--- START ---

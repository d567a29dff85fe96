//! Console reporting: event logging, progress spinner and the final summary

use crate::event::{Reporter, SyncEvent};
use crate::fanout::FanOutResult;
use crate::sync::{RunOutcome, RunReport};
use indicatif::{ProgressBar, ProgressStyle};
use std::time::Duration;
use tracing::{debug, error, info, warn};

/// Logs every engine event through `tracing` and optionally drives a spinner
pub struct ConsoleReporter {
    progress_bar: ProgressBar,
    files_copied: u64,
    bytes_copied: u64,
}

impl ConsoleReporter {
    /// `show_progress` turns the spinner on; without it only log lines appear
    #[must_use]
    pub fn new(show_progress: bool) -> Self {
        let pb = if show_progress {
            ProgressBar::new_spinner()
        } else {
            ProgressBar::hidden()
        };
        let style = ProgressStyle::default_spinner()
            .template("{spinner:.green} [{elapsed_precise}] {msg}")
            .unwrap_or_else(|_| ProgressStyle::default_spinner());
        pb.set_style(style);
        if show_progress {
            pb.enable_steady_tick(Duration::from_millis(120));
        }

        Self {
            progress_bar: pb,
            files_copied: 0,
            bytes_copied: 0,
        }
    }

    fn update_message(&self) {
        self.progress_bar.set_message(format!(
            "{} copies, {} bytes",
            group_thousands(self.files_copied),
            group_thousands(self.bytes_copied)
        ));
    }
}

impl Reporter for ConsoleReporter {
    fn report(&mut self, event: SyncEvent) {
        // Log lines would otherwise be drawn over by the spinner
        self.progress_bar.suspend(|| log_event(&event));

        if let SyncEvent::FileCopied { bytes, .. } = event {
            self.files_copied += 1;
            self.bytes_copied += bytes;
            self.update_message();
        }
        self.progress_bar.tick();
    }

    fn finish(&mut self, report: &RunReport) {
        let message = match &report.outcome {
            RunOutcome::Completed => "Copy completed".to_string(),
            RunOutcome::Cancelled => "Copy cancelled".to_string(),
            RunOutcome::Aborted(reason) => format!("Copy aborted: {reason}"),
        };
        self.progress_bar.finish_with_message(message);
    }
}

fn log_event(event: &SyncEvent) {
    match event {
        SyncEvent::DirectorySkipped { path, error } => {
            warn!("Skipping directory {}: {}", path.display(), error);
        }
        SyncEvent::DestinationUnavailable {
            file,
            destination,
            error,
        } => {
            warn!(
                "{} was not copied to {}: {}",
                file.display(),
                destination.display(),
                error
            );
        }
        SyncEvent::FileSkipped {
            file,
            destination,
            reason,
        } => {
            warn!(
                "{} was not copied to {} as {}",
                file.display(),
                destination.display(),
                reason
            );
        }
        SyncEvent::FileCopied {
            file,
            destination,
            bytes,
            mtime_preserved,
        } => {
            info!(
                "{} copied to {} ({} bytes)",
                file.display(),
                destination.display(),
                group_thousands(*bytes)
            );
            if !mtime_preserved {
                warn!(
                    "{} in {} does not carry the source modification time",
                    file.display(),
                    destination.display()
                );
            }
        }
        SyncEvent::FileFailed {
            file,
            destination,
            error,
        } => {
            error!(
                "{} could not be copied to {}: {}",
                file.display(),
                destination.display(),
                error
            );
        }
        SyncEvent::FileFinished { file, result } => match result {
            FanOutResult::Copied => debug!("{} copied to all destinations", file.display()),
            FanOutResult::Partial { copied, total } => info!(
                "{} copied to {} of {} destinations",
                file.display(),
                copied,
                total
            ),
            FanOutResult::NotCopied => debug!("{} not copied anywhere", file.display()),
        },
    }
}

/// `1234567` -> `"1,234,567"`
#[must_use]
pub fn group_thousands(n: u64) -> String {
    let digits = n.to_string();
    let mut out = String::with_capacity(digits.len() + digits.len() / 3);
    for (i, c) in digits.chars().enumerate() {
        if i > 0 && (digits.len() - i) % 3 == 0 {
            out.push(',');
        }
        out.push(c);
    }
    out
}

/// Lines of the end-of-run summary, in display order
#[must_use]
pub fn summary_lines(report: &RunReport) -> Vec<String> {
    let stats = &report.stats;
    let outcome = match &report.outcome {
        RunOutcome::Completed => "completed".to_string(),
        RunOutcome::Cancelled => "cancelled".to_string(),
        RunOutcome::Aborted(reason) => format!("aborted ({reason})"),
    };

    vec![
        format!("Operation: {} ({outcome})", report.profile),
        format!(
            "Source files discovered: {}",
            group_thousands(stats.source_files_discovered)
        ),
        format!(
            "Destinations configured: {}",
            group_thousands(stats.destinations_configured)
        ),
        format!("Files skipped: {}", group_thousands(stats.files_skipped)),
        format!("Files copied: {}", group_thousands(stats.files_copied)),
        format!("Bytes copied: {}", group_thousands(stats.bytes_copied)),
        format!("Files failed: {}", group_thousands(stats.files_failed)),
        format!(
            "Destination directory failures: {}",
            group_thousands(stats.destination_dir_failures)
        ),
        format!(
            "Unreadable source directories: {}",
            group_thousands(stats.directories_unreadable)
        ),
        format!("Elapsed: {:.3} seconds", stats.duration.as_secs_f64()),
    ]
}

--- END ---

#### [ASSIGNMENT]
Please repeat each entry. Keep every word the same.

#### [SOLUTION TO THE EXERCISE]
repository d567a29dff85fe96
//! Console reporting: event logging, progress spinner and the final summary

use crate::event::{Reporter, SyncEvent};
use crate::fanout::FanOutResult;
use crate::sync::{RunOutcome, RunReport};
use indicatif::{ProgressBar, ProgressStyle};
use std::time::Duration;
use tracing::{debug, error, info, warn};

/// Logs every engine event through `tracing` and optionally drives a spinner
pub struct ConsoleReporter {
    progress_bar: ProgressBar,
    files_copied: u64,
    bytes_copied: u64,
}

impl ConsoleReporter {
    /// `show_progress` turns the spinner on; without it only log lines appear
    #[must_use]
    pub fn new(show_progress: bool) -> Self {
        let pb = if show_progress {
            ProgressBar::new_spinner()
        } else {
            ProgressBar::hidden()
        };
        let style = ProgressStyle::default_spinner()
            .template("{spinner:.green} [{elapsed_precise}] {msg}")
            .unwrap_or_else(|_| ProgressStyle::default_spinner());
        pb.set_style(style);
        if show_progress {
            pb.enable_steady_tick(Duration::from_millis(120));
        }

        Self {
            progress_bar: pb,
            files_copied: 0,
            bytes_copied: 0,
        }
    }

    fn update_message(&self) {
        self.progress_bar.set_message(format!(
            "{} copies, {} bytes",
            group_thousands(self.files_copied),
            group_thousands(self.bytes_copied)
        ));
    }
}

impl Reporter for ConsoleReporter {
    fn report(&mut self, event: SyncEvent) {
        // Log lines would otherwise be drawn over by the spinner
        self.progress_bar.suspend(|| log_event(&event));

        if let SyncEvent::FileCopied { bytes, .. } = event {
            self.files_copied += 1;
            self.bytes_copied += bytes;
            self.update_message();
        }
        self.progress_bar.tick();
    }

    fn finish(&mut self, report: &RunReport) {
        let message = match &report.outcome {
            RunOutcome::Completed => "Copy completed".to_string(),
            RunOutcome::Cancelled => "Copy cancelled".to_string(),
            RunOutcome::Aborted(reason) => format!("Copy aborted: {reason}"),
        };
        self.progress_bar.finish_with_message(message);
    }
}

fn log_event(event: &SyncEvent) {
    match event {
        SyncEvent::DirectorySkipped { path, error } => {
            warn!("Skipping directory {}: {}", path.display(), error);
        }
        SyncEvent::DestinationUnavailable {
            file,
            destination,
            error,
        } => {
            warn!(
                "{} was not copied to {}: {}",
                file.display(),
                destination.display(),
                error
            );
        }
        SyncEvent::FileSkipped {
            file,
            destination,
            reason,
        } => {
            warn!(
                "{} was not copied to {} as {}",
                file.display(),
                destination.display(),
                reason
            );
        }
        SyncEvent::FileCopied {
            file,
            destination,
            bytes,
            mtime_preserved,
        } => {
            info!(
                "{} copied to {} ({} bytes)",
                file.display(),
                destination.display(),
                group_thousands(*bytes)
            );
            if !mtime_preserved {
                warn!(
                    "{} in {} does not carry the source modification time",
                    file.display(),
                    destination.display()
                );
            }
        }
        SyncEvent::FileFailed {
            file,
            destination,
            error,
        } => {
            error!(
                "{} could not be copied to {}: {}",
                file.display(),
                destination.display(),
                error
            );
        }
        SyncEvent::FileFinished { file, result } => match result {
            FanOutResult::Copied => debug!("{} copied to all destinations", file.display()),
            FanOutResult::Partial { copied, total } => info!(
                "{} copied to {} of {} destinations",
                file.display(),
                copied,
                total
            ),
            FanOutResult::NotCopied => debug!("{} not copied anywhere", file.display()),
        },
    }
}

/// `1234567` -> `"1,234,567"`
#[must_use]
pub fn group_thousands(n: u64) -> String {
    let digits = n.to_string();
    let mut out = String::with_capacity(digits.len() + digits.len() / 3);
    for (i, c) in digits.chars().enumerate() {
        if i > 0 && (digits.len() - i) % 3 == 0 {
            out.push(',');
        }
        out.push(c);
    }
    out
}

/// Lines of the end-of-run summary, in display order
#[must_use]
pub fn summary_lines(report: &RunReport) -> Vec<String> {
    let stats = &report.stats;
    let outcome = match &report.outcome {
        RunOutcome::Completed => "completed".to_string(),
        RunOutcome::Cancelled => "cancelled".to_string(),
        RunOutcome::Aborted(reason) => format!("aborted ({reason})"),
    };

    vec![
        format!("Operation: {} ({outcome})", report.profile),
        format!(
            "Source files discovered: {}",
            group_thousands(stats.source_files_discovered)
        ),
        format!(
            "Destinations configured: {}",
            group_thousands(stats.destinations_configured)
        ),
        format!("Files skipped: {}", group_thousands(stats.files_skipped)),
        format!("Files copied: {}", group_thousands(stats.files_copied)),
        format!("Bytes copied: {}", group_thousands(stats.bytes_copied)),
        format!("Files failed: {}", group_thousands(stats.files_failed)),
        format!(
            "Destination directory failures: {}",
            group_thousands(stats.destination_dir_failures)
        ),
        format!(
            "Unreadable source directories: {}",
            group_thousands(stats.directories_unreadable)
        ),
        format!("Elapsed: {:.3} seconds", stats.duration.as_secs_f64()),
    ]
}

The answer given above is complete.